Governor makes rounds of morning news shows to defend purge and lawsuit
In a series of back to back interviews on morning cable news and radio drive time stations today, Florida Gov. Rick Scott defended his decision to sue the federal government Monday for failing to provide access to the federal immigration database that could help the state sort out which voters on its rolls are not citizens.
"Look, the debate's over. We know we have almost 100 individuals that are registered to vote that are non U.S. citizens. Over 50 of them have voted in our elections. I have an obligation to enforce the laws of our land. You don't get to vote in Florida if you are a non U.S. citizen,'' he told CNN anchor Christine Romans on the morning show Starting Points.
"The Homeland Security has been stonewalling to give us the database we're entitled to. We have been asking for months -- make sure we do it the right way -- so we are put in a position where we had no choice but to sue Homeland Security to get that database to make sure your right as a citizen is not diluted by somebody that's a non U.S. citizen illegally voting in our state."
Romans then pressed him. She said the federal government says the state cannot "infringe on the rights of a citizen's right to vote" by going after non citizens. She noted that the federal government has said it is prepared to give the state access to the database when it provides the necessary immigration information, which the state has failed to provide.

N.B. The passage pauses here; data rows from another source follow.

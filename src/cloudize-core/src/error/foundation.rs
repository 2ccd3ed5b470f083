use thiserror::Error;

#[derive(Error, Debug)]
pub enum FoundationError {
    #[error("Cannot determine the current user name: {0}")]
    NoUserName(std::io::Error),

    #[error("User name is empty or contains '/'.")]
    InvalidUserName(String),

    #[error("Failed to format date")]
    FormatDateFailed(#[source] time::error::Format),
}
//! Lookups and assignments by path that tolerate missing structure.
use crate::document::{DocumentNode, NodePath, PathStep};
use crate::error::document::SetDeepError;

/// The child at `step`, or `None` when `container` is a scalar, the key is
/// missing, the index is out of bounds, or the step kind does not match the
/// container kind.
pub fn get<'a>(container: &'a DocumentNode, step: &PathStep) -> Option<&'a DocumentNode> {
    match (container, step) {
        (DocumentNode::Map(map), PathStep::Key(key)) => map.get(key),
        (DocumentNode::Sequence(items), PathStep::Index(index)) => items.get(*index),
        _ => None,
    }
}

/// Follows `path` from `container`. An empty path yields `container`.
pub fn get_deep<'a>(container: &'a DocumentNode, path: &[PathStep]) -> Option<&'a DocumentNode> {
    path.iter()
        .try_fold(container, |node, step| get(node, step))
}

/// Assigns `value` at `path`, creating maps along the way.
///
/// Any intermediate value that is missing or falsy (null, `false`, zero, or
/// an empty string, map or sequence) is replaced by an empty map first, so
/// callers must be prepared for such values to be overwritten. An empty path
/// replaces `container` itself.
pub fn set_deep(
    container: &mut DocumentNode,
    path: &[PathStep],
    value: DocumentNode,
) -> Result<(), SetDeepError> {
    set_deep_at(container, path, value, &NodePath::root())
}

fn set_deep_at(
    container: &mut DocumentNode,
    path: &[PathStep],
    value: DocumentNode,
    at: &NodePath,
) -> Result<(), SetDeepError> {
    let Some((step, rest)) = path.split_first() else {
        *container = value;
        return Ok(());
    };
    let slot = slot_mut(container, step, at)?;
    if rest.is_empty() {
        *slot = value;
        return Ok(());
    }
    if !slot.is_truthy() {
        *slot = DocumentNode::empty_map();
    }
    set_deep_at(slot, rest, value, &at.child(step.clone()))
}

fn slot_mut<'a>(
    container: &'a mut DocumentNode,
    step: &PathStep,
    at: &NodePath,
) -> Result<&'a mut DocumentNode, SetDeepError> {
    match (container, step) {
        (DocumentNode::Map(map), PathStep::Key(key)) => Ok(map.entry_mut(key)),
        (DocumentNode::Sequence(items), PathStep::Index(index)) => {
            let len = items.len();
            items
                .get_mut(*index)
                .ok_or_else(|| SetDeepError::IndexOutOfBounds {
                    at: at.clone(),
                    index: *index,
                    len,
                })
        }
        (DocumentNode::Sequence(_), PathStep::Key(key)) => Err(SetDeepError::KeyOnSequence {
            at: at.clone(),
            key: key.clone(),
        }),
        (DocumentNode::Map(_), PathStep::Index(index)) => Err(SetDeepError::IndexOnMap {
            at: at.clone(),
            index: *index,
        }),
        (DocumentNode::Scalar(_), _) => Err(SetDeepError::ScalarInPath(at.clone())),
    }
}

Scott avoided an answer. "Christine, here's what we know. We know that individuals are voting in our state illegally. They're not U.S. citizens. We know the best database is the SAVE database. We've asked for it for months from Homeland Security. We want to work with Homeland Security to get it. So we've done all the right things. We are put in a position where we don't have a choice but to sue them to get the database that we're entited to to make sure U.S. citizens votes are not diluted."
Romans: "Are you purging your voter rolls right now?"
Scott: "No. Here's the way the process works. If there's critical evidence that somebody is registered to vote that's not they get sent a letter. They get 30 days to respond. They respond. If they don't respond they get taken off the rolls but if they show up to vote, they get to vote provisionally."
When Romans pressed the point about the state faiing to provide the information necessary to access the SAVE database, Scott said: "We've done everything the right way. For whatever reason, they've decided not to give it to us...We were put in a position where we didn't have any choice."
He denied the purge is an attempt to remove Democratic voters.
"This is not a partisan issue,'' Scott said. "This is an issue I want, all of us want, to have every U.S citizen to participate to vote...but not U.S. citizens. That's illegal."